## Excerpted records
//! # Payment gateway
//!
//! Thin client for the PayOS hosted-checkout API.
//!
//! A payment link is created with a single POST carrying the order data and an
//! HMAC-SHA256 signature over the canonical
//! `amount/cancelUrl/description/orderCode/returnUrl` string, keyed by the
//! merchant checksum key. The gateway answers with an envelope whose `code`
//! is `"00"` on success and whose `data` carries the hosted checkout url the
//! customer is sent to.
use hmac::{Hmac, Mac};
use reqwest::Client;
use serde::{Deserialize, Serialize};
use sha2::Sha256;
use thiserror::Error;

use crate::config::PayOsConfig;

type HmacSha256 = Hmac<Sha256>;

const PAYMENT_REQUESTS_PATH: &str = "/v2/payment-requests";

#[derive(Error, Debug)]
pub enum PaymentError {
    #[error("gateway transport error: {0}")]
    Transport(#[from] reqwest::Error),

    #[error("gateway rejected request: {0} {1}")]
    Rejected(String, String),

    #[error("gateway response missing checkout data")]
    MissingData,
}

#[derive(Debug, Clone, Serialize)]
#[serde(rename_all = "camelCase")]
pub struct ItemData {
    pub name: String,
    pub quantity: u32,
    pub price: i64,
}

#[derive(Debug, Clone, Serialize)]
#[serde(rename_all = "camelCase")]
pub struct PaymentData {
    pub order_code: i64,
    pub amount: i64,
    pub description: String,
    pub return_url: String,
    pub cancel_url: String,
    pub items: Vec<ItemData>,
    pub signature: String,
}

#[derive(Debug, Clone, Deserialize)]
#[serde(rename_all = "camelCase")]
pub struct CheckoutResponseData {
    pub checkout_url: String,
}

#[derive(Deserialize)]
struct GatewayEnvelope {
    code: String,
    desc: String,
    data: Option<CheckoutResponseData>,
}

pub struct PayOsClient {
    http: Client,
    config: PayOsConfig,
}

impl PayOsClient {
    pub fn new(config: PayOsConfig) -> Self {
        Self {
            http: Client::new(),
            config,
        }
    }

    /// Builds the signed request body for one order. The return and cancel
    /// urls are the payment routes of this server, reached from `base_url`.
    pub fn payment_data(
        &self,
        order_code: i64,
        amount: i64,
        description: &str,
        base_url: &str,
    ) -> PaymentData {
        let return_url = format!("{base_url}/customer/payment/success");
        let cancel_url = format!("{base_url}/customer/payment/cancel");
        let signature = self.sign(&canonical(
            amount,
            &cancel_url,
            description,
            order_code,
            &return_url,
        ));

        PaymentData {
            order_code,
            amount,
            description: description.to_string(),
            return_url,
            cancel_url,
            items: vec![ItemData {
                name: format!("Your order code: {order_code}"),
                quantity: 1,
                price: amount,
            }],
            signature,
        }
    }

    pub async fn create_payment_link(
        &self,
        data: &PaymentData,
    ) -> Result<CheckoutResponseData, PaymentError> {
        let response = self
            .http
            .post(format!("{}{}", self.config.base_url, PAYMENT_REQUESTS_PATH))
            .header("x-client-id", &self.config.client_id)
            .header("x-api-key", &self.config.api_key)
            .json(data)
            .send()
            .await?;

        let envelope: GatewayEnvelope = response.json().await?;
        if envelope.code != "00" {
            return Err(PaymentError::Rejected(envelope.code, envelope.desc));
        }

        envelope.data.ok_or(PaymentError::MissingData)
    }

    fn sign(&self, payload: &str) -> String {
        // HMAC accepts keys of any length
        let mut mac = HmacSha256::new_from_slice(self.config.checksum_key.as_bytes()).unwrap();
        mac.update(payload.as_bytes());
        hex_digest(&mac.finalize().into_bytes())
    }
}

fn canonical(
    amount: i64,
    cancel_url: &str,
    description: &str,
    order_code: i64,
    return_url: &str,
) -> String {
    format!(
        "amount={amount}&cancelUrl={cancel_url}&description={description}&orderCode={order_code}&returnUrl={return_url}"
    )
}

fn hex_digest(bytes: &[u8]) -> String {
    bytes.iter().map(|b| format!("{b:02x}")).collect()
}
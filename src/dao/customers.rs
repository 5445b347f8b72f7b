use sqlx::PgPool;

use crate::models::Customer;

pub async fn get_by_email(pool: &PgPool, email: &str) -> Result<Option<Customer>, sqlx::Error> {
    sqlx::query_as::<_, Customer>(
        "SELECT a.email, a.full_name, c.phone, c.address \
         FROM customers c JOIN accounts a ON a.id = c.account_id \
         WHERE a.email = $1",
    )
    .bind(email)
    .fetch_optional(pool)
    .await
}

/// Updates the profile fields of the customer behind `email` in one
/// transaction. False when no customer row matched.
pub async fn edit_info_by_email(
    pool: &PgPool,
    email: &str,
    full_name: &str,
    phone: &str,
    address: &str,
) -> Result<bool, sqlx::Error> {
    let mut tx = pool.begin().await?;

    let updated = sqlx::query(
        "UPDATE customers c SET phone = $2, address = $3 \
         FROM accounts a WHERE a.id = c.account_id AND a.email = $1",
    )
    .bind(email)
    .bind(phone)
    .bind(address)
    .execute(&mut *tx)
    .await?
    .rows_affected();

    if updated == 0 {
        tx.rollback().await?;
        return Ok(false);
    }

    sqlx::query("UPDATE accounts SET full_name = $2 WHERE email = $1")
        .bind(email)
        .bind(full_name)
        .execute(&mut *tx)
        .await?;

    tx.commit().await?;
    Ok(true)
}
//! Cart view and order placement. Placing an order creates a pending row and
//! pins its id on the session; checkout consumes it from there.
use std::sync::Arc;

use axum::{
    extract::{Form, State},
    http::HeaderMap,
    response::{IntoResponse, Redirect, Response},
};
use serde::Deserialize;
use tera::Context;
use tracing::error;

use crate::{dao, error::AppError, state::AppState, views};

use super::require_customer;

#[derive(Deserialize)]
pub struct PlaceOrderForm {
    amount: i64,
}

pub async fn view_cart_handler(
    State(state): State<Arc<AppState>>,
    headers: HeaderMap,
) -> Result<Response, AppError> {
    let (_id, session) = require_customer(&state, &headers).await?;

    let mut context = Context::new();
    context.insert("user_name", &session.user_name);

    if let Some(order_id) = session.pending_order_id {
        match dao::orders::get_by_id(&state.db, order_id).await {
            Ok(Some(order)) => context.insert("order", &order),
            Ok(None) => {}
            Err(err) => error!("failed to load pending order #{order_id}: {err}"),
        }
    }

    Ok(views::render(&state.templates, "view_cart.html", &context)?.into_response())
}

pub async fn place_order_handler(
    State(state): State<Arc<AppState>>,
    headers: HeaderMap,
    Form(form): Form<PlaceOrderForm>,
) -> Result<Response, AppError> {
    let (id, session) = require_customer(&state, &headers).await?;

    if form.amount <= 0 {
        let mut context = Context::new();
        context.insert("user_name", &session.user_name);
        context.insert("error", "Order amount must be positive.");
        return Ok(views::render(&state.templates, "view_cart.html", &context)?.into_response());
    }

    let order_id = dao::orders::insert_pending(&state.db, session.account_id, form.amount).await?;

    state
        .sessions
        .update(&id, |s| s.pending_order_id = Some(order_id))
        .await;

    Ok(Redirect::to("/customer/view-cart").into_response())
}
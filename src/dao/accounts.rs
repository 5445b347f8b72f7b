use sqlx::{FromRow, PgPool};

use crate::models::{Account, Role};

#[derive(FromRow)]
struct AccountRow {
    id: i32,
    email: String,
    full_name: String,
    role: Role,
}

pub async fn find_by_email(pool: &PgPool, email: &str) -> Result<Option<Account>, sqlx::Error> {
    sqlx::query_as::<_, Account>(
        "SELECT id, email, full_name FROM accounts WHERE email = $1",
    )
    .bind(email)
    .fetch_optional(pool)
    .await
}

/// Matches an account whose stored password digest equals `digest`. Returns
/// the account and its role so the caller can open a session.
pub async fn verify_credentials(
    pool: &PgPool,
    email: &str,
    digest: &str,
) -> Result<Option<(Account, Role)>, sqlx::Error> {
    let row = sqlx::query_as::<_, AccountRow>(
        "SELECT id, email, full_name, role FROM accounts \
         WHERE email = $1 AND password_digest = $2",
    )
    .bind(email)
    .bind(digest)
    .fetch_optional(pool)
    .await?;

    Ok(row.map(|row| {
        (
            Account {
                id: row.id,
                email: row.email,
                full_name: row.full_name,
            },
            row.role,
        )
    }))
}

/// Creates the account row plus its customer row in one transaction.
pub async fn register_customer(
    pool: &PgPool,
    email: &str,
    full_name: &str,
    digest: &str,
    phone: &str,
    address: &str,
) -> Result<i32, sqlx::Error> {
    let mut tx = pool.begin().await?;

    let account_id: i32 = sqlx::query_scalar(
        "INSERT INTO accounts (email, password_digest, full_name, role) \
         VALUES ($1, $2, $3, $4) RETURNING id",
    )
    .bind(email)
    .bind(digest)
    .bind(full_name)
    .bind(Role::Customer)
    .fetch_one(&mut *tx)
    .await?;

    sqlx::query("INSERT INTO customers (account_id, phone, address) VALUES ($1, $2, $3)")
        .bind(account_id)
        .bind(phone)
        .bind(address)
        .execute(&mut *tx)
        .await?;

    tx.commit().await?;
    Ok(account_id)
}
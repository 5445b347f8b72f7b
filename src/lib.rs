//! Food ordering backend.
//!
//! Customer and staff profile management plus an order checkout flow against
//! the PayOS hosted-checkout gateway. Handlers are thin: check the session,
//! move a row or two through the data-access layer, then render a view or
//! redirect.
//!
//! # Endpoints
//! - `GET|POST /login`, `POST /logout`, `GET|POST /register`
//! - `GET|POST /customer/profile/edit-profile`
//! - `GET /customer/payment/create-payment-link` (JSON)
//! - `GET /customer/payment/success`, `GET /customer/payment/cancel`
//! - `GET /customer/view-cart`, `POST /customer/order/place`
//! - `POST /customer/notifications/mark-read`
//! - `GET|POST /staff/profile/edit-profile`
//!
//! # Session attributes
//! Account id, role, email, user name, and the pending order id live in the
//! server-side session store behind the `sid` cookie; a persisted `email`
//! cookie is refreshed with a 30-day max-age on profile page loads.
use std::time::Duration;

use axum::http::{header::CONTENT_TYPE, Method};

use signal::{
    ctrl_c,
    unix::{signal, SignalKind},
};
use tokio::{net::TcpListener, signal};
use tower_http::{cors::CorsLayer, trace::TraceLayer};
use tracing::info;
use tracing_subscriber::{fmt, EnvFilter};

pub mod config;
pub mod dao;
pub mod database;
pub mod error;
pub mod models;
pub mod payment;
pub mod routes;
pub mod session;
pub mod state;
pub mod utils;
pub mod views;

use routes::build_router;
use state::AppState;

pub async fn start_server() {
    fmt().with_env_filter(EnvFilter::from_default_env()).init();

    info!("Initializing state...");
    let state = AppState::new().await;

    info!("Starting server...");

    let cors = CorsLayer::new()
        .allow_methods([Method::GET, Method::POST, Method::OPTIONS])
        .allow_headers([CONTENT_TYPE])
        .max_age(Duration::from_secs(60 * 60));

    let app = build_router(state.clone())
        .layer(TraceLayer::new_for_http())
        .layer(cors);

    let address = format!("0.0.0.0:{}", state.config.port);
    info!("Binding to {address}");

    let listener = TcpListener::bind(&address).await.unwrap();
    info!("Server running on {address}");

    axum::serve(listener, app)
        .with_graceful_shutdown(shutdown_signal())
        .await
        .unwrap();

    println!("Server shutting down...");
}

async fn shutdown_signal() {
    let ctrl_c = async {
        ctrl_c().await.expect("Failed to install Ctrl+C handler");

        info!("Received Ctrl+C, shutting down");
    };

    #[cfg(unix)]
    let terminate = async {
        signal(SignalKind::terminate())
            .expect("Failed to install signal handler")
            .recv()
            .await;

        info!("Received terminate signal, shutting down");
    };

    #[cfg(not(unix))]
    let terminate = std::future::pending::<()>();

    tokio::select! {
        _ = ctrl_c => {},
        _ = terminate => {},
    }
}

## Exercise requirements
Each line from the top of the material above through the line containing "use reqwest::Client;" must be output exactly, and no other line.

## Task output
//! # Payment gateway
//!
//! Thin client for the PayOS hosted-checkout API.
//!
//! A payment link is created with a single POST carrying the order data and an
//! HMAC-SHA256 signature over the canonical
//! `amount/cancelUrl/description/orderCode/returnUrl` string, keyed by the
//! merchant checksum key. The gateway answers with an envelope whose `code`
//! is `"00"` on success and whose `data` carries the hosted checkout url the
//! customer is sent to.
use hmac::{Hmac, Mac};
use reqwest::Client;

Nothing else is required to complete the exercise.